Activity:
Would you repeat every line of the material exactly?

Records provided:
//! suds Control Plane
//!
//! The control plane is the coordination service for a fleet of self-service
//! laundry machines. It provides the REST API for reservations and lifecycle
//! transitions, and keeps the record cache coherent with the backing store.

use std::sync::Arc;

use anyhow::Result;
use suds_control_plane::{
    api,
    auth::StaticTokenAuthenticator,
    cache::MachineCache,
    config::{self, StoreBackend},
    coordinator::ReservationCoordinator,
    device::{DeviceController, HttpDeviceController},
    reclaim::ReclaimWorker,
    state::AppState,
    store::{MachineStore, MemoryMachineStore, PgMachineStore},
};
use tokio::sync::watch;
use tracing::{error, info, warn};
use tracing_subscriber::{layer::SubscriberExt, util::SubscriberInitExt, EnvFilter};

#[tokio::main]
async fn main() -> Result<()> {
    // Load configuration
    let config = config::Config::from_env()?;

    // Initialize tracing (prefer RUST_LOG, fallback to SUDS_LOG_LEVEL)
    tracing_subscriber::registry()
        .with(EnvFilter::try_from_default_env().unwrap_or_else(|_| config.log_level.clone().into()))
        .with(tracing_subscriber::fmt::layer().json())
        .init();

    info!("Starting suds control plane");
    info!(listen_addr = %config.listen_addr, "Configuration loaded");

    // Connect to the machine store
    let store: Arc<dyn MachineStore> = match config.store_backend {
        StoreBackend::Postgres => {
            let store = match PgMachineStore::connect(&config.database).await {
                Ok(store) => {
                    info!("Database connection established");
                    store
                }
                Err(e) => {
                    error!(error = %e, "Failed to connect to database");
                    return Err(e.into());
                }
            };

            // Run migrations in dev mode
            if config.dev_mode {
                info!("Running database migrations (dev mode)");
                if let Err(e) = store.run_migrations().await {
                    error!(error = %e, "Failed to run migrations");
                    return Err(e.into());
                }
            }

            Arc::new(store)
        }
        StoreBackend::Memory => {
            warn!("Using in-memory machine store; records will not survive a restart");
            Arc::new(MemoryMachineStore::new())
        }
    };

    // Device gateway client
    let device: Arc<dyn DeviceController> = Arc::new(HttpDeviceController::new(&config.device)?);
    info!(gateway_url = %config.device.gateway_url, "Device gateway configured");

    // The coordinator owns the process-wide record cache.
    let coordinator = Arc::new(ReservationCoordinator::new(
        Arc::clone(&store),
        device,
        MachineCache::new(),
    ));

    // Create shutdown channel for graceful shutdown
    let (shutdown_tx, shutdown_rx) = watch::channel(false);

    // Start the reclaim worker when a max hold is configured
    let reclaim_handle = config.reclaim.clone().map(|reclaim_config| {
        let worker = ReclaimWorker::new(Arc::clone(&coordinator), reclaim_config);
        let shutdown_rx = shutdown_rx.clone();
        tokio::spawn(async move {
            worker.run(shutdown_rx).await;
        })
    });

    // Create application state
    let authenticator = Arc::new(StaticTokenAuthenticator::new(config.api_tokens.clone()));
    let state = AppState::new(coordinator, store, authenticator);

    // Build and run the server
    let app = api::create_router(state);

    let listener = tokio::net::TcpListener::bind(&config.listen_addr).await?;
    info!(addr = %config.listen_addr, "Listening for connections");

    // Spawn the server with graceful shutdown
    let server_handle = tokio::spawn(async move {
        axum::serve(listener, app)
            .with_graceful_shutdown(async move {
                let mut shutdown_rx = shutdown_rx;
                loop {
                    if *shutdown_rx.borrow() {
                        break;
                    }
                    if shutdown_rx.changed().await.is_err() {
                        break;
                    }
                }
                info!("HTTP server shutting down");
            })
            .await
    });

    // Wait for shutdown signal (Ctrl+C)
    tokio::select! {
        _ = tokio::signal::ctrl_c() => {
            info!("Received shutdown signal");
        }
        result = server_handle => {
            match result {
                Ok(Ok(())) => info!("Server exited normally"),
                Ok(Err(e)) => error!(error = %e, "Server error"),
                Err(e) => error!(error = %e, "Server task panicked"),
            }
        }
    }

    // Signal shutdown to all workers
    let _ = shutdown_tx.send(true);

    // Wait for workers to finish
    if let Some(handle) = reclaim_handle {
        info!("Waiting for workers to shut down...");
        let shutdown_timeout = std::time::Duration::from_secs(10);
        if let Err(e) = tokio::time::timeout(shutdown_timeout, handle).await {
            warn!(error = %e, "Reclaim worker did not shut down in time");
        }
    }

    info!("Control plane shutdown complete");
    Ok(())
}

Exercise result:
//! suds Control Plane
//!
//! The control plane is the coordination service for a fleet of self-service
//! laundry machines. It provides the REST API for reservations and lifecycle
//! transitions, and keeps the record cache coherent with the backing store.

use std::sync::Arc;

use anyhow::Result;
use suds_control_plane::{
    api,
    auth::StaticTokenAuthenticator,
    cache::MachineCache,
    config::{self, StoreBackend},
    coordinator::ReservationCoordinator,
    device::{DeviceController, HttpDeviceController},
    reclaim::ReclaimWorker,
    state::AppState,
    store::{MachineStore, MemoryMachineStore, PgMachineStore},
};
use tokio::sync::watch;
use tracing::{error, info, warn};
use tracing_subscriber::{layer::SubscriberExt, util::SubscriberInitExt, EnvFilter};

#[tokio::main]
async fn main() -> Result<()> {
    // Load configuration
    let config = config::Config::from_env()?;

    // Initialize tracing (prefer RUST_LOG, fallback to SUDS_LOG_LEVEL)
    tracing_subscriber::registry()
        .with(EnvFilter::try_from_default_env().unwrap_or_else(|_| config.log_level.clone().into()))
        .with(tracing_subscriber::fmt::layer().json())
        .init();

    info!("Starting suds control plane");
    info!(listen_addr = %config.listen_addr, "Configuration loaded");

    // Connect to the machine store
    let store: Arc<dyn MachineStore> = match config.store_backend {
        StoreBackend::Postgres => {
            let store = match PgMachineStore::connect(&config.database).await {
                Ok(store) => {
                    info!("Database connection established");
                    store
                }
                Err(e) => {
                    error!(error = %e, "Failed to connect to database");
                    return Err(e.into());
                }
            };

            // Run migrations in dev mode
            if config.dev_mode {
                info!("Running database migrations (dev mode)");
                if let Err(e) = store.run_migrations().await {
                    error!(error = %e, "Failed to run migrations");
                    return Err(e.into());
                }
            }

            Arc::new(store)
        }
        StoreBackend::Memory => {
            warn!("Using in-memory machine store; records will not survive a restart");
            Arc::new(MemoryMachineStore::new())
        }
    };

    // Device gateway client
    let device: Arc<dyn DeviceController> = Arc::new(HttpDeviceController::new(&config.device)?);
    info!(gateway_url = %config.device.gateway_url, "Device gateway configured");

    // The coordinator owns the process-wide record cache.
    let coordinator = Arc::new(ReservationCoordinator::new(
        Arc::clone(&store),
        device,
        MachineCache::new(),
    ));

    // Create shutdown channel for graceful shutdown
    let (shutdown_tx, shutdown_rx) = watch::channel(false);

    // Start the reclaim worker when a max hold is configured
    let reclaim_handle = config.reclaim.clone().map(|reclaim_config| {
        let worker = ReclaimWorker::new(Arc::clone(&coordinator), reclaim_config);
        let shutdown_rx = shutdown_rx.clone();
        tokio::spawn(async move {
            worker.run(shutdown_rx).await;
        })
    });

    // Create application state
    let authenticator = Arc::new(StaticTokenAuthenticator::new(config.api_tokens.clone()));
    let state = AppState::new(coordinator, store, authenticator);

    // Build and run the server
    let app = api::create_router(state);

    let listener = tokio::net::TcpListener::bind(&config.listen_addr).await?;
    info!(addr = %config.listen_addr, "Listening for connections");

    // Spawn the server with graceful shutdown
    let server_handle = tokio::spawn(async move {
        axum::serve(listener, app)
            .with_graceful_shutdown(async move {
                let mut shutdown_rx = shutdown_rx;
                loop {
                    if *shutdown_rx.borrow() {
                        break;
                    }
                    if shutdown_rx.changed().await.is_err() {
                        break;
                    }
                }
                info!("HTTP server shutting down");
            })
            .await
    });

    // Wait for shutdown signal (Ctrl+C)
    tokio::select! {
        _ = tokio::signal::ctrl_c() => {
            info!("Received shutdown signal");
        }
        result = server_handle => {
            match result {
                Ok(Ok(())) => info!("Server exited normally"),
                Ok(Err(e)) => error!(error = %e, "Server error"),
                Err(e) => error!(error = %e, "Server task panicked"),
            }
        }
    }

    // Signal shutdown to all workers
    let _ = shutdown_tx.send(true);

    // Wait for workers to finish
    if let Some(handle) = reclaim_handle {
        info!("Waiting for workers to shut down...");
        let shutdown_timeout = std::time::Duration::from_secs(10);
        if let Err(e) = tokio::time::timeout(shutdown_timeout, handle).await {
            warn!(error = %e, "Reclaim worker did not shut down in time");
        }
    }

    info!("Control plane shutdown complete");
    Ok(())
}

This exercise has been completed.